Además de reconocer su error, en su respuesta Ramos insinúa cierta falta de educación por parte del entrenador, por su hábito de señalar públicamente a determinados jugadores cuando las cosas no han ido bien. La manía de señalar, una reclamación constante del vestuario madridista contra Mourinho, ya generó
polémicas anteriores. Recuerden la petición de perdón de Ramos al vestuario después de haberse puesto la camiseta de Mesut Ozil debajo de la suya a modo de reivindicación de su compañero, que también había sido acusado de bajo rendimiento en público por Mou.

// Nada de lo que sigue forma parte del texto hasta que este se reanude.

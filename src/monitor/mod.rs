//! System resource monitoring.
//!
//! The [`ResourceMonitor`] samples a [`MetricsSource`], keeps a bounded
//! history of [`ResourceSnapshot`]s, raises deduplicated threshold alerts and
//! computes advisory [`ResourceRecommendations`]. It never blocks or fails
//! tasks; everything it produces is informational.

mod alerts;
mod recommend;
mod source;

pub use alerts::{AlertManager, AlertSeverity, AlertType, ResourceAlert};
pub use recommend::{
    recommend, ResourceRecommendations, BASE_BATCH_SIZE, MAX_MEMORY_PER_WORKER,
    MIN_MEMORY_PER_WORKER,
};
pub use source::{MetricsSource, RawMetrics, StaticMetricsSource, SystemMetricsSource};

use std::collections::VecDeque;
use std::time::{Duration, Instant};

use chrono::{DateTime, Utc};
use serde::Serialize;
use tracing::{debug, info, warn};

use crate::events::{EventBus, SchedulerEvent};
use crate::metrics::MetricsCollector;

/// Thresholds and retention for a [`ResourceMonitor`].
#[derive(Debug, Clone, PartialEq)]
pub struct MonitorConfig {
    /// CPU usage above which alerts fire and fewer workers are recommended.
    pub max_cpu_usage_percent: f64,
    /// Memory usage above which alerts fire and fewer workers are recommended.
    pub max_memory_usage_percent: f64,
    /// Window in which an identical alert is not raised again.
    pub alert_cooldown: Duration,
    /// Number of snapshots retained.
    pub history_size: usize,
}

impl Default for MonitorConfig {
    fn default() -> Self {
        Self {
            max_cpu_usage_percent: 80.0,
            max_memory_usage_percent: 75.0,
            alert_cooldown: Duration::from_secs(30),
            history_size: 100,
        }
    }
}

/// Scheduler-side inputs to a sample.
#[derive(Debug, Clone, Copy, Default, PartialEq)]
pub struct SchedulerLoad {
    /// Size of the worker pool.
    pub worker_count: usize,
    /// Workers currently running a task.
    pub active_workers: usize,
    /// Tasks waiting in the pending queue.
    pub queue_length: usize,
    /// Completed tasks per second.
    pub throughput: f64,
}

/// Point-in-time resource metrics. Immutable once recorded.
#[derive(Debug, Clone, PartialEq, Serialize)]
#[serde(rename_all = "camelCase")]
pub struct ResourceSnapshot {
    /// When the sample was taken.
    pub timestamp: DateTime<Utc>,
    /// Global CPU usage in percent.
    pub cpu_usage: f64,
    /// Memory usage in percent.
    pub memory_usage: f64,
    /// One-minute load average.
    pub load_average: f64,
    /// Workers running a task.
    pub active_workers: usize,
    /// Pending queue length.
    pub queue_length: usize,
    /// Completed tasks per second.
    pub throughput: f64,
}

/// Result of one monitoring cycle.
#[derive(Debug, Clone)]
pub struct MonitorReport {
    /// The recorded snapshot.
    pub snapshot: ResourceSnapshot,
    /// Alerts raised by this cycle (after cooldown filtering).
    pub alerts: Vec<ResourceAlert>,
    /// Recommendations computed from this cycle.
    pub recommendations: ResourceRecommendations,
    /// Whether the recommendations differ from the previous cycle.
    pub recommendations_changed: bool,
}

/// Periodic resource sampler with alerting and recommendations.
pub struct ResourceMonitor {
    config: MonitorConfig,
    source: Box<dyn MetricsSource>,
    history: VecDeque<ResourceSnapshot>,
    alerts: AlertManager,
    last_recommendations: Option<ResourceRecommendations>,
    events: EventBus,
    metrics: MetricsCollector,
}

impl std::fmt::Debug for ResourceMonitor {
    fn fmt(&self, f: &mut std::fmt::Formatter<'_>) -> std::fmt::Result {
        f.debug_struct("ResourceMonitor")
            .field("config", &self.config)
            .field("history_len", &self.history.len())
            .finish()
    }
}

impl ResourceMonitor {
    /// Creates a monitor reading from `source` and publishing on `events`.
    pub fn new(config: MonitorConfig, source: Box<dyn MetricsSource>, events: EventBus) -> Self {
        let alerts = AlertManager::new(
            config.max_cpu_usage_percent,
            config.max_memory_usage_percent,
            config.alert_cooldown,
        );
        Self {
            history: VecDeque::with_capacity(config.history_size.max(1)),
            config,
            source,
            alerts,
            last_recommendations: None,
            events,
            metrics: MetricsCollector::new(),
        }
    }

    /// Samples the source and runs one monitoring cycle.
    pub async fn sample(&mut self, load: SchedulerLoad) -> MonitorReport {
        let raw = self.source.sample().await;
        self.observe(raw, load, Instant::now())
    }

    /// Runs one monitoring cycle over an already-taken sample.
    ///
    /// Records a snapshot, emits new alerts and emits recommendations when
    /// they changed since the previous cycle.
    pub fn observe(&mut self, raw: RawMetrics, load: SchedulerLoad, now: Instant) -> MonitorReport {
        let snapshot = ResourceSnapshot {
            timestamp: Utc::now(),
            cpu_usage: raw.cpu_usage,
            memory_usage: raw.memory_usage,
            load_average: raw.load_average,
            active_workers: load.active_workers,
            queue_length: load.queue_length,
            throughput: load.throughput,
        };
        self.record(snapshot.clone());

        debug!(
            cpu = raw.cpu_usage,
            memory = raw.memory_usage,
            load = raw.load_average,
            queue = load.queue_length,
            "Resource sample"
        );

        let alerts = self.alerts.check(&raw, now);
        for alert in &alerts {
            warn!(
                alert_type = %alert.alert_type,
                severity = %alert.severity,
                value = alert.value,
                threshold = alert.threshold,
                "{}",
                alert.message
            );
            self.metrics
                .record_resource_alert(&alert.alert_type.to_string(), &alert.severity.to_string());
            self.events.emit(SchedulerEvent::ResourceAlert(alert.clone()));
        }

        let recommendations = recommend(
            &raw,
            &load,
            self.config.max_cpu_usage_percent,
            self.config.max_memory_usage_percent,
        );
        let recommendations_changed = self
            .last_recommendations
            .as_ref()
            .map_or(true, |last| recommendations.differs_from(last));

        if recommendations_changed {
            info!(
                worker_count = recommendations.worker_count,
                memory_per_worker = recommendations.memory_per_worker,
                batch_size = recommendations.batch_size,
                "Updated resource recommendations"
            );
            self.events
                .emit(SchedulerEvent::Recommendation(recommendations.clone()));
        }
        self.last_recommendations = Some(recommendations.clone());

        MonitorReport {
            snapshot,
            alerts,
            recommendations,
            recommendations_changed,
        }
    }

    fn record(&mut self, snapshot: ResourceSnapshot) {
        let capacity = self.config.history_size.max(1);
        while self.history.len() >= capacity {
            self.history.pop_front();
        }
        self.history.push_back(snapshot);
    }

    /// Most recent snapshot, if any sample was taken.
    pub fn latest(&self) -> Option<&ResourceSnapshot> {
        self.history.back()
    }

    /// Recorded snapshots, oldest first.
    pub fn history(&self) -> impl Iterator<Item = &ResourceSnapshot> {
        self.history.iter()
    }

    /// Recommendations from the most recent cycle.
    pub fn recommendations(&self) -> Option<&ResourceRecommendations> {
        self.last_recommendations.as_ref()
    }

    /// Monitor configuration.
    pub fn config(&self) -> &MonitorConfig {
        &self.config
    }
}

En aquel momento, Sergio Ramos se equivocó. En este caso, es el club el que se equivoca al consentir una sesión más de lavado de ropa en público por parte del entrenador. Pedirle discreción a Ramos parece excesivo. Colocar la otra mejilla después de los precedentes existentes y al comienzo de tres semanas claves para la temporada sería de beatos, no de jugadores de fútbol de 26 años en caliente después
de un partido en el que, además, el sevillano fue expulsado. Ramos se siente constantemente acusado por su entrenador, y no sorprende que reaccione como lo ha hecho.
Ramos, gol y expulsión



Como las grietas en su relación con Mourinho y el silencio cómplice del club son más que evidentes, llegan los cantos de sirena desde Barcelona. Primero Pedro Rodríguez y ahora Andrés Iniesta han elegido recientemente a Ramos como su jugador predilecto del Real Madrid, un Ramos que puede muy bien ser también el misterioso favorito de Rosell. La polivalencia del madridista ayudaría al Barcelona en dos posiciones donde los azulgranas han tenido problemas esta temporada: como central en lugar de un Carles Puyol cada vez más propenso a las lesiones, y como lateral derecho cubriendo la plaza del hoy en día inconsistente Daniel Alves.

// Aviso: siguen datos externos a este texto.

//! CLI command definitions for refactor-forge.
//!
//! `run` executes a task file through the batch scheduler using
//! [`CommandExecutor`]; `plan` prints resource recommendations for the
//! local machine.

use std::fs;
use std::path::{Path, PathBuf};
use std::sync::Arc;
use std::time::Duration;

use clap::Parser;
use serde::Deserialize;
use tokio_stream::StreamExt;
use tracing::{info, warn};

use crate::aggregate::ConflictResolutionStrategy;
use crate::config::BatchConfig;
use crate::events::EventBus;
use crate::executor::CommandExecutor;
use crate::metrics::{export_metrics, init_metrics};
use crate::monitor::{ResourceMonitor, SchedulerLoad, SystemMetricsSource};
use crate::scheduler::strategy::LoadBalancingStrategy;
use crate::scheduler::task::TaskSpec;
use crate::system::{BatchOptions, BatchProcessingSystem, BatchReport};

/// Batch scheduler for long-running refactoring tasks.
#[derive(Parser)]
#[command(name = "refactor-forge")]
#[command(about = "Run batches of refactoring tasks across a worker pool")]
#[command(version)]
#[command(
    long_about = "refactor-forge schedules batches of independent, long-running tasks across a fixed worker pool with timeouts, retries, resource monitoring and conflict detection.\n\nExample usage:\n  refactor-forge run --tasks tasks.yaml --max-workers 4 --json"
)]
pub struct Cli {
    /// The subcommand to execute.
    #[command(subcommand)]
    pub command: Commands,

    /// Log level (trace, debug, info, warn, error).
    #[arg(short, long, default_value = "info", global = true)]
    pub log_level: String,
}

/// Available CLI subcommands.
#[derive(clap::Subcommand)]
pub enum Commands {
    /// Run a task file through the scheduler.
    Run(RunArgs),

    /// Print resource-based scheduling recommendations for this machine.
    Plan(PlanArgs),
}

/// Arguments for `refactor-forge run`.
#[derive(Parser, Debug)]
pub struct RunArgs {
    /// JSON or YAML file holding a list of tasks (or `{"tasks": [...]}`).
    #[arg(short, long)]
    pub tasks: PathBuf,

    /// Batch id (default: random UUID).
    #[arg(long)]
    pub batch_id: Option<String>,

    /// Number of workers.
    #[arg(short = 'w', long, env = "BATCH_MAX_WORKERS")]
    pub max_workers: Option<usize>,

    /// Per-task timeout in milliseconds.
    #[arg(long, env = "BATCH_TASK_TIMEOUT_MS")]
    pub task_timeout_ms: Option<u64>,

    /// Retries per task after the first attempt.
    #[arg(long, env = "BATCH_RETRY_ATTEMPTS")]
    pub retry_attempts: Option<u32>,

    /// Load-balancing strategy (round-robin, least-loaded, memory-optimized, adaptive).
    #[arg(long, env = "BATCH_LOAD_BALANCING")]
    pub load_balancing: Option<LoadBalancingStrategy>,

    /// Conflict resolution strategy (latest_wins, manual_review, automatic_rollback, quality_threshold).
    #[arg(long, env = "BATCH_CONFLICT_RESOLUTION")]
    pub conflict_resolution: Option<ConflictResolutionStrategy>,

    /// Working directory for task commands without their own `cwd`.
    #[arg(long)]
    pub cwd: Option<PathBuf>,

    /// Disable periodic resource monitoring.
    #[arg(long)]
    pub no_monitor: bool,

    /// Print scheduler events to stderr as JSON lines.
    #[arg(long)]
    pub events: bool,

    /// Print Prometheus metrics after the run.
    #[arg(long)]
    pub metrics: bool,

    /// Output the full batch report as JSON.
    #[arg(short = 'j', long)]
    pub json: bool,
}

/// Arguments for `refactor-forge plan`.
#[derive(Parser, Debug)]
pub struct PlanArgs {
    /// Number of samples to take; CPU usage needs at least two.
    #[arg(long, default_value = "2")]
    pub samples: usize,

    /// Delay between samples in milliseconds.
    #[arg(long, default_value = "1000")]
    pub interval_ms: u64,

    /// Output JSON.
    #[arg(short = 'j', long)]
    pub json: bool,
}

/// Task file contents: a bare list or an object with a `tasks` field.
#[derive(Debug, Deserialize)]
#[serde(untagged)]
enum TaskFile {
    List(Vec<TaskSpec>),
    Wrapped { tasks: Vec<TaskSpec> },
}

impl TaskFile {
    fn into_tasks(self) -> Vec<TaskSpec> {
        match self {
            TaskFile::List(tasks) | TaskFile::Wrapped { tasks } => tasks,
        }
    }
}

/// Parse CLI arguments and return the Cli struct.
///
/// This allows main.rs to access CLI arguments (like log_level) before running commands.
pub fn parse_cli() -> Cli {
    Cli::parse()
}

/// Run the CLI by parsing arguments and executing the command.
pub async fn run() -> anyhow::Result<()> {
    run_with_cli(parse_cli()).await
}

/// Run the CLI with the parsed arguments.
pub async fn run_with_cli(cli: Cli) -> anyhow::Result<()> {
    match cli.command {
        Commands::Run(args) => run_batch_command(args).await,
        Commands::Plan(args) => run_plan_command(args).await,
    }
}

/// Builds the scheduler configuration: environment first, then flags.
fn build_config(args: &RunArgs) -> anyhow::Result<BatchConfig> {
    let mut config = BatchConfig::from_env()?;

    if let Some(workers) = args.max_workers {
        config = config.with_max_workers(workers);
    }
    if let Some(ms) = args.task_timeout_ms {
        config = config.with_task_timeout(Duration::from_millis(ms));
    }
    if let Some(retries) = args.retry_attempts {
        config = config.with_retry_attempts(retries);
    }
    if let Some(strategy) = args.load_balancing {
        config = config.with_load_balancing(strategy);
    }
    if let Some(strategy) = args.conflict_resolution {
        config = config.with_conflict_resolution(strategy);
    }
    if args.no_monitor {
        config = config.with_monitor(false);
    }

    config.validate()?;
    Ok(config)
}

/// Loads task specs from a JSON or YAML file, chosen by extension.
fn load_tasks(path: &Path) -> anyhow::Result<Vec<TaskSpec>> {
    let content = fs::read_to_string(path)
        .map_err(|e| anyhow::anyhow!("Failed to read {}: {}", path.display(), e))?;

    let is_yaml = matches!(
        path.extension().and_then(|ext| ext.to_str()),
        Some("yaml") | Some("yml")
    );
    let file: TaskFile = if is_yaml {
        serde_yaml::from_str(&content)
            .map_err(|e| anyhow::anyhow!("Failed to parse task YAML: {}", e))?
    } else {
        serde_json::from_str(&content)
            .map_err(|e| anyhow::anyhow!("Failed to parse task JSON: {}", e))?
    };

    Ok(file.into_tasks())
}

async fn run_batch_command(args: RunArgs) -> anyhow::Result<()> {
    let config = build_config(&args)?;
    let tasks = load_tasks(&args.tasks)?;
    if tasks.is_empty() {
        warn!(path = %args.tasks.display(), "Task file contains no tasks");
    }

    if args.metrics {
        init_metrics().map_err(|e| anyhow::anyhow!("Failed to initialize metrics: {}", e))?;
    }

    let mut executor = CommandExecutor::new();
    if let Some(cwd) = &args.cwd {
        executor = executor.with_default_cwd(cwd.clone());
    }

    info!(
        tasks = tasks.len(),
        max_workers = config.max_workers,
        "Starting batch run"
    );
    let system = BatchProcessingSystem::start(config, Arc::new(executor)).await?;

    let event_printer = args.events.then(|| {
        let mut stream = system.event_stream();
        tokio::spawn(async move {
            while let Some(item) = stream.next().await {
                match item {
                    Ok(event) => match serde_json::to_string(&event) {
                        Ok(line) => eprintln!("{}", line),
                        Err(e) => warn!(error = %e, "Failed to serialize event"),
                    },
                    Err(e) => warn!(error = %e, "Event stream lagged"),
                }
            }
        })
    });

    let mut options = BatchOptions::new();
    if let Some(batch_id) = &args.batch_id {
        options = options.with_batch_id(batch_id.clone());
    }

    let outcome = system.process_batch(tasks, options).await;
    let shutdown = system.shutdown().await;
    if let Some(printer) = event_printer {
        printer.abort();
    }

    let report = outcome?;
    if let Err(e) = shutdown {
        warn!(error = %e, "Shutdown was incomplete");
    }

    if args.json {
        let json_output = serde_json::to_string_pretty(&report)
            .map_err(|e| anyhow::anyhow!("Failed to serialize batch report: {}", e))?;
        println!("{}", json_output);
    } else {
        print_summary(&report);
    }

    if args.metrics {
        println!("{}", export_metrics());
    }

    Ok(())
}

fn print_summary(report: &BatchReport) {
    println!("Batch {}: {}", report.batch_id, report.status);
    println!(
        "  {} tasks, {} completed, {} failed in {:.1}s",
        report.total,
        report.completed,
        report.failed,
        report.duration.as_secs_f64()
    );

    for failure in &report.failures {
        println!(
            "  FAILED {} after {} attempts: {}",
            failure.task_id, failure.attempts, failure.error
        );
    }

    if !report.conflicts.is_empty() {
        println!("  Conflicts ({}):", report.conflicts.len());
        for conflict in &report.conflicts {
            println!(
                "    [{}] {} {}: {}",
                conflict.severity, conflict.task_id, conflict.conflict_type, conflict.details
            );
        }
    }
}

async fn run_plan_command(args: PlanArgs) -> anyhow::Result<()> {
    let config = BatchConfig::from_env()?;
    let mut monitor = ResourceMonitor::new(
        config.monitor_config(),
        Box::new(SystemMetricsSource::new()),
        EventBus::default(),
    );
    let load = SchedulerLoad {
        worker_count: config.max_workers,
        ..Default::default()
    };

    let mut report = monitor.sample(load).await;
    for _ in 1..args.samples.max(1) {
        tokio::time::sleep(Duration::from_millis(args.interval_ms)).await;
        report = monitor.sample(load).await;
    }

    if args.json {
        let output = serde_json::json!({
            "snapshot": report.snapshot,
            "alerts": report.alerts,
            "recommendations": report.recommendations,
        });
        println!("{}", serde_json::to_string_pretty(&output)?);
        return Ok(());
    }

    let snapshot = &report.snapshot;
    let rec = &report.recommendations;
    println!(
        "CPU {:.1}%  memory {:.1}%  load {:.2}",
        snapshot.cpu_usage, snapshot.memory_usage, snapshot.load_average
    );
    println!("Recommended workers:           {}", rec.worker_count);
    println!(
        "Recommended memory per worker: {} MiB",
        rec.memory_per_worker / (1024 * 1024)
    );
    println!("Recommended batch size:        {}", rec.batch_size);
    for reason in &rec.reasons {
        println!("  - {}", reason);
    }
    for alert in &report.alerts {
        println!("ALERT [{}] {}", alert.severity, alert.message);
    }

    Ok(())
}

#[cfg(test)]
mod tests {
    use super::*;
    use std::io::Write;

    #[test]
    fn test_load_tasks_json_list() {
        let mut file = tempfile::Builder::new()
            .suffix(".json")
            .tempfile()
            .expect("temp file");
        write!(
            file,
            r#"[{{"id": "a", "priority": "high", "payload": {{"command": "true"}}}}, {{"id": "b"}}]"#
        )
        .expect("write");

        let tasks = load_tasks(file.path()).expect("valid tasks");
        assert_eq!(tasks.len(), 2);
        assert_eq!(tasks[0].id, "a");
        assert_eq!(tasks[0].priority, crate::scheduler::task::Priority::High);
    }

    #[test]
    fn test_load_tasks_yaml_wrapped() {
        let mut file = tempfile::Builder::new()
            .suffix(".yaml")
            .tempfile()
            .expect("temp file");
        writeln!(
            file,
            "tasks:\n  - id: x\n    priority: low\n    estimatedComplexity: 7\n    payload:\n      command: echo\n      args: [hi]"
        )
        .expect("write");

        let tasks = load_tasks(file.path()).expect("valid tasks");
        assert_eq!(tasks.len(), 1);
        assert_eq!(tasks[0].estimated_complexity, Some(7.0));
    }

    #[test]
    fn test_load_tasks_invalid() {
        let mut file = tempfile::Builder::new()
            .suffix(".json")
            .tempfile()
            .expect("temp file");
        write!(file, "not json").expect("write");
        assert!(load_tasks(file.path()).is_err());
        assert!(load_tasks(Path::new("/nonexistent/tasks.json")).is_err());
    }

    #[test]
    fn test_cli_parses_run_flags() {
        let cli = Cli::try_parse_from([
            "refactor-forge",
            "run",
            "--tasks",
            "tasks.json",
            "--max-workers",
            "3",
            "--load-balancing",
            "least-loaded",
            "--conflict-resolution",
            "manual_review",
        ])
        .expect("valid arguments");

        match cli.command {
            Commands::Run(args) => {
                assert_eq!(args.max_workers, Some(3));
                assert_eq!(args.load_balancing, Some(LoadBalancingStrategy::LeastLoaded));
                assert_eq!(
                    args.conflict_resolution,
                    Some(ConflictResolutionStrategy::ManualReview)
                );
            }
            Commands::Plan(_) => panic!("expected run"),
        }
    }
}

Unos meses atrás, la mera idea de que Ramos, ídolo del madridismo con contrato hasta 2017, dejase el Real Madrid al final de esta temporada parecía descabellada, y menos aún para irse al eterno rival. Hoy, dada la defensa a ultranza de Mourinho que el club sigue ejerciendo, es muy probable que el futuro del de Camas dependa de lo que ocurra con el entrenador en junio. Si el portugués no sigue, no habrá problemas con el internacional español. Pero si The Special One consigue recuperar el vuelo del equipo en lo que resta de temporada y gana algún título, será muy difícil ver a Ramos de blanco el año que viene. El Barcelona, mientras tanto, contempla el curso de los acontecimientos desde su privilegiada atalaya y se frota las manos.